Content starts

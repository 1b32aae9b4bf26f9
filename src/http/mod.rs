//! Request body adapter.
//!
//! Framework agnostic: anything that exposes the body as a
//! `Stream<Item = Result<Bytes, E>>` (hyper, axum, reqwest, actix payloads)
//! can be fed straight into [`parse_body`]. Parser options come from the
//! query string and the `Content-Type` header via [`HttpOptions`].
//!
//! # Example
//!
//! ```ignore
//! use csvrows::http::{parse_body, status_code, ErrorBody, HttpOptions};
//!
//! async fn handler(query: Option<&str>, content_type: Option<&str>, body: Body) -> Response {
//!     let result = async {
//!         let options = HttpOptions::from_request(query, content_type)?;
//!         parse_body(body.into_data_stream(), options).await
//!     };
//!     match result.await {
//!         Ok(parsed) => json(200, &parsed),
//!         Err(e) => json(status_code(&e), &ErrorBody::from(&e)),
//!     }
//! }
//! ```

use std::io;
use std::pin::Pin;

use bytes::Bytes;
use futures_core::Stream;
use serde::Serialize;
use tracing::{debug, trace};

use crate::config::{ParserConfig, single_char};
use crate::error::CsvError;
use crate::parser::{CsvParser, ParseResult};

/// Media type that selects a tab delimiter.
pub const TSV_MEDIA_TYPE: &str = "text/tab-separated-values";

/// Parser options taken from an HTTP request.
///
/// Recognised query parameters:
///
/// | key                         | value                          |
/// |-----------------------------|--------------------------------|
/// | `delimiter`, `sep`          | one character (`%09` for tab)  |
/// | `quote`                     | one character                  |
/// | `parse_numbers`, `classify` | `true`/`false`, `1`/`0`, `yes`/`no`, `on`/`off` |
///
/// Unknown keys are ignored. An explicit delimiter wins over the one implied
/// by a `text/tab-separated-values` content type.
#[derive(Debug, Clone, Copy, Default, PartialEq, Eq)]
pub struct HttpOptions {
    config: ParserConfig,
}

impl HttpOptions {
    /// Wraps an existing configuration.
    pub fn new(config: ParserConfig) -> Self {
        Self { config }
    }

    /// Builds options from the raw query string (without the leading `?`)
    /// and the `Content-Type` header value.
    ///
    /// # Errors
    ///
    /// Returns [`CsvError::InvalidConfig`] for malformed values or an invalid
    /// delimiter/quote combination.
    ///
    /// # Example
    ///
    /// ```
    /// use csvrows::http::HttpOptions;
    ///
    /// let options = HttpOptions::from_request(Some("sep=%3B&parse_numbers=false"), None)?;
    /// assert_eq!(options.config().delimiter(), ';');
    /// assert!(!options.config().classify_numbers());
    ///
    /// let tsv = HttpOptions::from_request(None, Some("text/tab-separated-values; charset=utf-8"))?;
    /// assert_eq!(tsv.config().delimiter(), '\t');
    /// # Ok::<(), csvrows::CsvError>(())
    /// ```
    pub fn from_request(query: Option<&str>, content_type: Option<&str>) -> Result<Self, CsvError> {
        let mut config = ParserConfig::default();

        if content_type.is_some_and(is_tsv) {
            config = config.with_delimiter('\t');
        }

        let pairs = query.map(|q| url::form_urlencoded::parse(q.as_bytes()));
        for (key, value) in pairs.into_iter().flatten() {
            match &*key {
                "delimiter" | "sep" => {
                    let c = single_char(&value).ok_or(CsvError::InvalidConfig {
                        message: "delimiter must be exactly one character",
                    })?;
                    config = config.with_delimiter(c);
                }
                "quote" => {
                    let c = single_char(&value).ok_or(CsvError::InvalidConfig {
                        message: "quote must be exactly one character",
                    })?;
                    config = config.with_quote(c);
                }
                "parse_numbers" | "classify" => {
                    let on = parse_flag(&value).ok_or(CsvError::InvalidConfig {
                        message: "parse_numbers must be a boolean",
                    })?;
                    config = config.with_classify_numbers(on);
                }
                _ => trace!(key = %key, "ignoring query parameter"),
            }
        }

        config.validate()?;
        Ok(Self { config })
    }

    /// The resulting parser configuration.
    pub fn config(&self) -> ParserConfig {
        self.config
    }
}

impl From<ParserConfig> for HttpOptions {
    fn from(config: ParserConfig) -> Self {
        Self::new(config)
    }
}

/// Parses a request body delivered as a stream of byte chunks.
///
/// Chunks are fed to the parser as they arrive; a body error aborts the parse
/// with [`CsvError::Io`].
pub async fn parse_body<S, E>(mut body: S, options: HttpOptions) -> Result<ParseResult, CsvError>
where
    S: Stream<Item = Result<Bytes, E>> + Unpin,
    E: Into<Box<dyn std::error::Error + Send + Sync>>,
{
    let mut parser = CsvParser::new(options.config)?;

    while let Some(chunk) = std::future::poll_fn(|cx| Pin::new(&mut body).poll_next(cx)).await {
        let chunk = chunk.map_err(io::Error::other)?;
        trace!(bytes = chunk.len(), "body chunk");
        parser.feed_chunk(&chunk)?;
    }

    let result = parser.finalize()?;
    debug!(rows = result.count, "parsed request body");
    Ok(result)
}

/// Maps an error to the HTTP status a handler should answer with.
///
/// Bad options are `400`, input the parser rejects is `422`, and I/O or
/// internal failures are `500`.
pub fn status_code(err: &CsvError) -> u16 {
    match err {
        CsvError::InvalidConfig { .. } => 400,
        CsvError::MalformedRow { .. }
        | CsvError::UnclosedQuote
        | CsvError::EmptyInput
        | CsvError::DuplicateHeader { .. } => 422,
        CsvError::AlreadyFinished | CsvError::Io(_) => 500,
    }
}

/// JSON error payload.
///
/// ```
/// use csvrows::CsvError;
/// use csvrows::http::ErrorBody;
///
/// let body = ErrorBody::from(&CsvError::UnclosedQuote);
/// assert_eq!(body.kind, "unclosed_quote");
/// ```
#[derive(Debug, Clone, PartialEq, Eq, Serialize)]
pub struct ErrorBody {
    /// Human readable message.
    pub error: String,
    /// Stable machine readable error kind.
    pub kind: &'static str,
}

impl From<&CsvError> for ErrorBody {
    fn from(err: &CsvError) -> Self {
        let kind = match err {
            CsvError::MalformedRow { .. } => "malformed_row",
            CsvError::UnclosedQuote => "unclosed_quote",
            CsvError::EmptyInput => "empty_input",
            CsvError::DuplicateHeader { .. } => "duplicate_header",
            CsvError::InvalidConfig { .. } => "invalid_config",
            CsvError::AlreadyFinished => "internal",
            CsvError::Io(_) => "io",
        };
        Self {
            error: err.to_string(),
            kind,
        }
    }
}

fn is_tsv(content_type: &str) -> bool {
    content_type
        .split(';')
        .next()
        .is_some_and(|media| media.trim().eq_ignore_ascii_case(TSV_MEDIA_TYPE))
}

fn parse_flag(value: &str) -> Option<bool> {
    match value.to_ascii_lowercase().as_str() {
        "true" | "1" | "yes" | "on" => Some(true),
        "false" | "0" | "no" | "off" => Some(false),
        _ => None,
    }
}

#[cfg(test)]
mod tests {
    use super::*;
    use crate::value::Value;
    use futures_util::stream;

    fn body(chunks: &[&'static str]) -> impl Stream<Item = Result<Bytes, io::Error>> + Unpin {
        stream::iter(
            chunks
                .iter()
                .map(|c| Ok(Bytes::from_static(c.as_bytes())))
                .collect::<Vec<_>>(),
        )
    }

    #[test]
    fn test_options_default() {
        let options = HttpOptions::from_request(None, None).unwrap();
        assert_eq!(options.config(), ParserConfig::default());
    }

    #[test]
    fn test_options_from_query() {
        let options =
            HttpOptions::from_request(Some("delimiter=%7C&quote=%27&classify=no&x=1"), None)
                .unwrap();
        let config = options.config();
        assert_eq!(config.delimiter(), '|');
        assert_eq!(config.quote(), '\'');
        assert!(!config.classify_numbers());
    }

    #[test]
    fn test_query_delimiter_wins_over_content_type() {
        let options =
            HttpOptions::from_request(Some("sep=,"), Some("Text/Tab-Separated-Values")).unwrap();
        assert_eq!(options.config().delimiter(), ',');

        let options = HttpOptions::from_request(None, Some("text/csv")).unwrap();
        assert_eq!(options.config().delimiter(), ',');
    }

    #[test]
    fn test_invalid_options() {
        for query in ["sep=ab", "quote=", "parse_numbers=maybe", "sep=%22"] {
            let err = HttpOptions::from_request(Some(query), None).unwrap_err();
            assert!(matches!(err, CsvError::InvalidConfig { .. }), "{query}");
            assert_eq!(status_code(&err), 400);
        }
    }

    #[tokio::test]
    async fn test_parse_body_split_chunks() {
        let chunks = &["na", "me;ag", "e\n\"Doe;", "John\";3", "0\n"];
        let options = HttpOptions::from_request(Some("sep=;"), None).unwrap();
        let result = parse_body(body(chunks), options).await.unwrap();

        assert_eq!(result.headers, ["name", "age"]);
        assert_eq!(result.rows[0].get("name"), Some(&Value::from("Doe;John")));
        assert_eq!(result.rows[0].get("age"), Some(&Value::Number(30.0)));
    }

    #[test]
    fn test_parse_body_error_status() {
        let result = tokio_test::block_on(parse_body(body(&["a,b\n1\n"]), HttpOptions::default()));
        let err = result.unwrap_err();
        assert_eq!(status_code(&err), 422);
        assert_eq!(ErrorBody::from(&err).kind, "malformed_row");
    }

    #[tokio::test]
    async fn test_parse_body_stream_error() {
        let chunks = stream::iter(vec![
            Ok(Bytes::from_static(b"a\n1\n")),
            Err(io::Error::new(io::ErrorKind::ConnectionReset, "reset")),
        ]);
        let err = parse_body(chunks, HttpOptions::default()).await.unwrap_err();
        assert!(matches!(err, CsvError::Io(_)));
        assert_eq!(status_code(&err), 500);
    }

    #[test]
    fn test_error_body_json() {
        let err = CsvError::MalformedRow {
            row: 1,
            expected: 2,
            actual: 1,
        };
        let json = serde_json::to_value(ErrorBody::from(&err)).unwrap();
        assert_eq!(json["kind"], "malformed_row");
        assert_eq!(json["error"], "malformed row 1: expected 2 fields, found 1");
    }
}
//! Thread-local pool of read buffers.

use std::cell::RefCell;

/// Size of one read from the underlying source.
pub const READ_BUFFER_SIZE: usize = 8 * 1024; // 8 KiB

/// Maximum number of buffers to keep per thread.
pub const MAX_POOL_SIZE: usize = 4;

/// A reusable read buffer of [`READ_BUFFER_SIZE`] bytes.
///
/// Dropping the buffer returns its allocation to the current thread's pool.
pub struct ReadBuffer {
    data: Vec<u8>,
}

impl ReadBuffer {
    /// Takes a buffer from the thread-local pool or creates a new one.
    pub fn take() -> Self {
        let data = THREAD_BUFFER_POOL
            .with(|pool| pool.borrow_mut().pop())
            .unwrap_or_else(|| vec![0u8; READ_BUFFER_SIZE]);
        Self { data }
    }

    /// The whole buffer, ready to be read into.
    pub fn as_mut_slice(&mut self) -> &mut [u8] {
        &mut self.data
    }

    /// The first `len` bytes, as filled by the last read.
    pub fn filled(&self, len: usize) -> &[u8] {
        &self.data[..len]
    }
}

impl Drop for ReadBuffer {
    fn drop(&mut self) {
        if self.data.len() != READ_BUFFER_SIZE {
            return;
        }
        let data = std::mem::take(&mut self.data);
        THREAD_BUFFER_POOL.with(|pool| {
            let mut pool = pool.borrow_mut();
            if pool.len() < MAX_POOL_SIZE {
                pool.push(data);
            }
        });
    }
}

impl Default for ReadBuffer {
    fn default() -> Self {
        Self::take()
    }
}

impl std::fmt::Debug for ReadBuffer {
    fn fmt(&self, f: &mut std::fmt::Formatter<'_>) -> std::fmt::Result {
        f.debug_struct("ReadBuffer")
            .field("len", &self.data.len())
            .finish()
    }
}

// Thread-local buffer pool
thread_local! {
    static THREAD_BUFFER_POOL: RefCell<Vec<Vec<u8>>> = const { RefCell::new(Vec::new()) };
}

Content ends

What you need to do: Once a line of the records is found to contain "configuration", copy it out.

Problem solution:
    /// Wraps an existing configuration.
    /// The resulting parser configuration.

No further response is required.